**Entries supplied:**
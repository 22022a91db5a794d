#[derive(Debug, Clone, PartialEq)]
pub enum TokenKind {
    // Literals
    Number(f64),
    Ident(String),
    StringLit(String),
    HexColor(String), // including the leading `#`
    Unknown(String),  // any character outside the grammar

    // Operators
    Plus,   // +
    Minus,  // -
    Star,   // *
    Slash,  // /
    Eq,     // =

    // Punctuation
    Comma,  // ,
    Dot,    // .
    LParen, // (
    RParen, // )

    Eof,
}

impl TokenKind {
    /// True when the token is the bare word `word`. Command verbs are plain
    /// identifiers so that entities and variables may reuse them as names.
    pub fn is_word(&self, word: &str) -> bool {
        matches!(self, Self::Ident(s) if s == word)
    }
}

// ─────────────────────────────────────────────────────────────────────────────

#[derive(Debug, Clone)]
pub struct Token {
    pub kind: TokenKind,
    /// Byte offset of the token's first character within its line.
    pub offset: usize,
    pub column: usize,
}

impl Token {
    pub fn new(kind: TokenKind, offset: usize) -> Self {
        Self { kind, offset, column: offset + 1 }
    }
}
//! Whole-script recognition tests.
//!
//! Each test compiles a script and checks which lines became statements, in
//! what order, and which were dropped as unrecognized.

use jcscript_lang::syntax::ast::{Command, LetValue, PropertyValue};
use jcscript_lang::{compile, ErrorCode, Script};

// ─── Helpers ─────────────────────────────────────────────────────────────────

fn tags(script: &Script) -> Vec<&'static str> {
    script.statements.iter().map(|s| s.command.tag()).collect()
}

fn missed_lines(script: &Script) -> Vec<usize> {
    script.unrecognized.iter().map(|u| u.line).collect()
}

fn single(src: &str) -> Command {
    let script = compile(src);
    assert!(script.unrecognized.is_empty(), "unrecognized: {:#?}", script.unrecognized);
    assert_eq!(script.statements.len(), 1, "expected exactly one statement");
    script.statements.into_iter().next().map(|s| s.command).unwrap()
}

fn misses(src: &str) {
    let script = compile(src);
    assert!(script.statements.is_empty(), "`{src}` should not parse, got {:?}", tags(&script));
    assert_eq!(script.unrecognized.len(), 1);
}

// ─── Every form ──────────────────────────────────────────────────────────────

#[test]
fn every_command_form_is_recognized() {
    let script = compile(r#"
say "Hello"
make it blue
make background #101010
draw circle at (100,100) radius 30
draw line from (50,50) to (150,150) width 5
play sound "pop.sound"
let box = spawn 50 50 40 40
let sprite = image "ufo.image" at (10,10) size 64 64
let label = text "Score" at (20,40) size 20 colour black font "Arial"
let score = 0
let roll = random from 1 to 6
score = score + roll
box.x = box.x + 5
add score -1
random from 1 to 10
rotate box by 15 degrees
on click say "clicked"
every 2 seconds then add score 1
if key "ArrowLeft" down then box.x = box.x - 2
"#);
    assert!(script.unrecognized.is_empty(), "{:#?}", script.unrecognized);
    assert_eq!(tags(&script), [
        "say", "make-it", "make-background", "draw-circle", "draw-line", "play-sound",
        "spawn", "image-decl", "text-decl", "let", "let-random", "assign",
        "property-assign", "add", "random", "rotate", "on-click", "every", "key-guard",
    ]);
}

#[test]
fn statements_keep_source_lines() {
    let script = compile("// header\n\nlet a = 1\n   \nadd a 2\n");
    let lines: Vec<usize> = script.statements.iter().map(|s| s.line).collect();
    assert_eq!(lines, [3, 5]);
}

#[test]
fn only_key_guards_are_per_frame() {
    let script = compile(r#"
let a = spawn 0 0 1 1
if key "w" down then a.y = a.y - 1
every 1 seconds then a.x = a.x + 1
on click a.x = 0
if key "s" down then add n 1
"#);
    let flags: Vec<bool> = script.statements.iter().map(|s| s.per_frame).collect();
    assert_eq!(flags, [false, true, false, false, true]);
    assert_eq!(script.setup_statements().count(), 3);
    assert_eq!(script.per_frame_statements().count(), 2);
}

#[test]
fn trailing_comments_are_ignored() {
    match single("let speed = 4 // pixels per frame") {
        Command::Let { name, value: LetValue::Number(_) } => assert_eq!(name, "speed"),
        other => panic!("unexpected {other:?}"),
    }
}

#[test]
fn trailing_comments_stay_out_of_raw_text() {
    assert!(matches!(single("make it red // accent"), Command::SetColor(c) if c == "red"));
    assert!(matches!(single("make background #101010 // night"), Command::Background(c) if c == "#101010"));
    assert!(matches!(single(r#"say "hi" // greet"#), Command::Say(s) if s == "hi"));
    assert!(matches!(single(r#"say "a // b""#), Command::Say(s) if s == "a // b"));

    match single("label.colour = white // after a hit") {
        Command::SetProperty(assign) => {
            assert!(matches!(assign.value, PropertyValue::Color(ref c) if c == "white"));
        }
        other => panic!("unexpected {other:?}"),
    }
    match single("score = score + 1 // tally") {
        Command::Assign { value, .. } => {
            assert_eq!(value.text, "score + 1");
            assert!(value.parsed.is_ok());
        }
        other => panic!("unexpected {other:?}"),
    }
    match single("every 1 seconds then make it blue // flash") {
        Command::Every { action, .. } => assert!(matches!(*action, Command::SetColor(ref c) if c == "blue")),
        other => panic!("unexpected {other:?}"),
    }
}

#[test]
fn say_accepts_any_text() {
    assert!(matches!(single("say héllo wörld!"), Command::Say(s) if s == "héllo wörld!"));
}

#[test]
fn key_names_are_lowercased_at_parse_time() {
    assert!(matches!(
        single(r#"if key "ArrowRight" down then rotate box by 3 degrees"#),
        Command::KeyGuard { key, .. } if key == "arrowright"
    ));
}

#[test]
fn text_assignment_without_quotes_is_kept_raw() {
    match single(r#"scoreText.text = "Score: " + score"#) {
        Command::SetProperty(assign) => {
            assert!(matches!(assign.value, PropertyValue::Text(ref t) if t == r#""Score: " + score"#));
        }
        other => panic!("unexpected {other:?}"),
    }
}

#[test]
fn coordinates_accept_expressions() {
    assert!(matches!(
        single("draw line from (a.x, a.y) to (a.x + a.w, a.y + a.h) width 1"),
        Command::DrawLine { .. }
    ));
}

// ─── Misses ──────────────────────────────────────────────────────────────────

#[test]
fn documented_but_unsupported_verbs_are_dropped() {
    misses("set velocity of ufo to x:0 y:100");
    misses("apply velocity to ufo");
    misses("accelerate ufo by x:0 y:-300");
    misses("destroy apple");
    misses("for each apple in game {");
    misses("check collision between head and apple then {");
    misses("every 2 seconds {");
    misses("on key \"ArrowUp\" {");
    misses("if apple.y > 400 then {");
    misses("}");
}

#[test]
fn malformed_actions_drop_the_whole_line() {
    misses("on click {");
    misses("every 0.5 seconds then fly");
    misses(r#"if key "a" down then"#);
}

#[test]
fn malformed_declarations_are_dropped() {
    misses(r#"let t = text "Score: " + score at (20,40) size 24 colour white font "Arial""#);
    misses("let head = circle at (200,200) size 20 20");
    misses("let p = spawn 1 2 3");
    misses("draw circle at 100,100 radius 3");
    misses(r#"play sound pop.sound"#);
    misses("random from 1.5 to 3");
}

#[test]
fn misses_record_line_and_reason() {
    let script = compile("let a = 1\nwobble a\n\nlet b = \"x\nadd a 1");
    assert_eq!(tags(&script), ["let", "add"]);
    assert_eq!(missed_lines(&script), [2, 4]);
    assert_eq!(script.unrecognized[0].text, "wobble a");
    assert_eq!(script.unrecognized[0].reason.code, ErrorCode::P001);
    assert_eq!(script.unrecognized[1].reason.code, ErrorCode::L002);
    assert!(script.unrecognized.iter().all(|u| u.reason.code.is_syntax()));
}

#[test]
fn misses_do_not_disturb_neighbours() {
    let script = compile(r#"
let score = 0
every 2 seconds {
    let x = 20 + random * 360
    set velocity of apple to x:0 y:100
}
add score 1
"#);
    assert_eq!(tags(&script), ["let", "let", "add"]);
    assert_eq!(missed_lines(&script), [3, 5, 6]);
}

**Work request:** Take the entries above and copy out all lines with the string "apple".

**Expected answer:**
    misses("destroy apple");
    misses("for each apple in game {");
    misses("check collision between head and apple then {");
    misses("if apple.y > 400 then {");
    set velocity of apple to x:0 y:100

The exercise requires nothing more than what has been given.